**Task prompt:**
Write the data below out again, with each line matching the original.

**Available data:**
◇ ◇ ◇ ◇ ◇ ◇ ◇
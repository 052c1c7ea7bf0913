pub mod builder;
pub mod driver;
pub mod oracle_sim;
pub mod scenario;

pub use builder::{build_runtime, build_runtime_with_source, SuretyRuntime};
pub use driver::{EngineCommand, EngineDriver, EngineHandle};
pub use oracle_sim::{OracleFleet, SimOracle};
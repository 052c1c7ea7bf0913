//! Oracle consensus.
//!
//! Oracles pay a fee and receive a small fixed set of opaque indices. A
//! status request carries one index drawn from the same range, and only
//! oracles holding that index may answer it. Answers are bucketed by
//! `(key, index, status)`; the first bucket to gather `quorum` distinct
//! oracles finalizes the key.

pub mod aggregator;
pub mod assigner;
pub mod correlator;

pub use aggregator::{FinalizedFact, ResponseAggregator, ResponseOutcome};
pub use assigner::{HashIndexSource, IndexSource, OracleIndexAssigner, OracleRegistration, ScriptedIndexSource};
pub use correlator::{RequestCorrelator, StatusRequest};
//! BizAssist core crate - shared types, localized catalog, config, errors.

pub mod catalog;
pub mod config;
pub mod error;
pub mod types;

pub use catalog::{table, StringTable};
pub use config::BizConfig;
pub use error::{BizError, Result};
pub use types::*;
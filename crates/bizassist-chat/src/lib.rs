//! Conversation engine for BizAssist.
//!
//! Turns a line of user text (or a clicked suggestion chip) into a bot
//! reaction: keyword-routed canned answers, six short multi-turn flows,
//! and optional AI delegation with rule-based fallback. The visible
//! transcript persists write-through so a restart resumes the
//! conversation.

pub mod engine;
pub mod error;
pub mod expectation;
pub mod flows;
pub mod router;
pub mod transcript;

pub use engine::ChatEngine;
pub use error::ChatError;
pub use expectation::ExpectationTracker;
pub use flows::{FlowOutcome, FlowResolver};
pub use router::IntentRouter;
pub use transcript::{MessageSink, NullSink, TranscriptStore};
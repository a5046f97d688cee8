//! Single-slot expectation tracker.
//!
//! Records that the next raw user input belongs to a specific multi-turn
//! flow instead of being routed as a fresh query. At most one expectation
//! is pending; setting another overwrites it (last-write-wins, no queue).
//! Deliberately in-memory only: a restart mid-flow drops the pending
//! prompt and the next input is treated as a fresh query.

use bizassist_core::types::Expectation;

#[derive(Debug, Default)]
pub struct ExpectationTracker {
    current: Option<Expectation>,
}

impl ExpectationTracker {
    pub fn new() -> Self {
        Self::default()
    }

    pub fn set(&mut self, kind: Expectation) {
        self.current = Some(kind);
    }

    pub fn clear(&mut self) {
        self.current = None;
    }

    pub fn current(&self) -> Option<Expectation> {
        self.current
    }
}
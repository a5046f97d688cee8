//! Error types for the conversation engine.

use bizassist_core::error::BizError;

/// Errors from the chat engine.
///
/// Deliberately narrow: AI failures and unparseable flow input are not
/// errors at all (they resolve to fallback replies), so only persistence
/// can actually fail a turn.
#[derive(Debug, thiserror::Error)]
pub enum ChatError {
    #[error("storage error: {0}")]
    Storage(String),
}

impl From<BizError> for ChatError {
    fn from(err: BizError) -> Self {
        ChatError::Storage(err.to_string())
    }
}

#[cfg(test)]
mod tests {
    use super::*;

    #[test]
    fn test_display() {
        let err = ChatError::Storage("disk full".to_string());
        assert_eq!(err.to_string(), "storage error: disk full");
    }

    #[test]
    fn test_from_biz_error() {
        let err: ChatError = BizError::Storage("locked".to_string()).into();
        assert!(err.to_string().contains("locked"));
    }
}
◇ ◇ ◇ ◇ ◇ ◇ ◇
**Task output:**
repository 052c1c7ea7bf0913
pub mod builder;
pub mod driver;
pub mod oracle_sim;
pub mod scenario;

pub use builder::{build_runtime, build_runtime_with_source, SuretyRuntime};
pub use driver::{EngineCommand, EngineDriver, EngineHandle};
pub use oracle_sim::{OracleFleet, SimOracle};
repository 052c1c7ea7bf0913
//! Oracle consensus.
//!
//! Oracles pay a fee and receive a small fixed set of opaque indices. A
//! status request carries one index drawn from the same range, and only
//! oracles holding that index may answer it. Answers are bucketed by
//! `(key, index, status)`; the first bucket to gather `quorum` distinct
//! oracles finalizes the key.

pub mod aggregator;
pub mod assigner;
pub mod correlator;

pub use aggregator::{FinalizedFact, ResponseAggregator, ResponseOutcome};
pub use assigner::{HashIndexSource, IndexSource, OracleIndexAssigner, OracleRegistration, ScriptedIndexSource};
pub use correlator::{RequestCorrelator, StatusRequest};
//! BizAssist core crate - shared types, localized catalog, config, errors.

pub mod catalog;
pub mod config;
pub mod error;
pub mod types;

pub use catalog::{table, StringTable};
pub use config::BizConfig;
pub use error::{BizError, Result};
pub use types::*;
filename crates/bizassist-chat/src/lib.rs
//! Conversation engine for BizAssist.
//!
//! Turns a line of user text (or a clicked suggestion chip) into a bot
//! reaction: keyword-routed canned answers, six short multi-turn flows,
//! and optional AI delegation with rule-based fallback. The visible
//! transcript persists write-through so a restart resumes the
//! conversation.

pub mod engine;
pub mod error;
pub mod expectation;
pub mod flows;
pub mod router;
pub mod transcript;

pub use engine::ChatEngine;
pub use error::ChatError;
pub use expectation::ExpectationTracker;
pub use flows::{FlowOutcome, FlowResolver};
pub use router::IntentRouter;
pub use transcript::{MessageSink, NullSink, TranscriptStore};
repository a5046f97d688cee8
//! Single-slot expectation tracker.
//!
//! Records that the next raw user input belongs to a specific multi-turn
//! flow instead of being routed as a fresh query. At most one expectation
//! is pending; setting another overwrites it (last-write-wins, no queue).
//! Deliberately in-memory only: a restart mid-flow drops the pending
//! prompt and the next input is treated as a fresh query.

use bizassist_core::types::Expectation;

#[derive(Debug, Default)]
pub struct ExpectationTracker {
    current: Option<Expectation>,
}

impl ExpectationTracker {
    pub fn new() -> Self {
        Self::default()
    }

    pub fn set(&mut self, kind: Expectation) {
        self.current = Some(kind);
    }

    pub fn clear(&mut self) {
        self.current = None;
    }

    pub fn current(&self) -> Option<Expectation> {
        self.current
    }
}
repository a5046f97d688cee8
//! Error types for the conversation engine.

use bizassist_core::error::BizError;

/// Errors from the chat engine.
///
/// Deliberately narrow: AI failures and unparseable flow input are not
/// errors at all (they resolve to fallback replies), so only persistence
/// can actually fail a turn.
#[derive(Debug, thiserror::Error)]
pub enum ChatError {
    #[error("storage error: {0}")]
    Storage(String),
}

impl From<BizError> for ChatError {
    fn from(err: BizError) -> Self {
        ChatError::Storage(err.to_string())
    }
}

#[cfg(test)]
mod tests {
    use super::*;

    #[test]
    fn test_display() {
        let err = ChatError::Storage("disk full".to_string());
        assert_eq!(err.to_string(), "storage error: disk full");
    }

    #[test]
    fn test_from_biz_error() {
        let err: ChatError = BizError::Storage("locked".to_string()).into();
        assert!(err.to_string().contains("locked"));
    }
}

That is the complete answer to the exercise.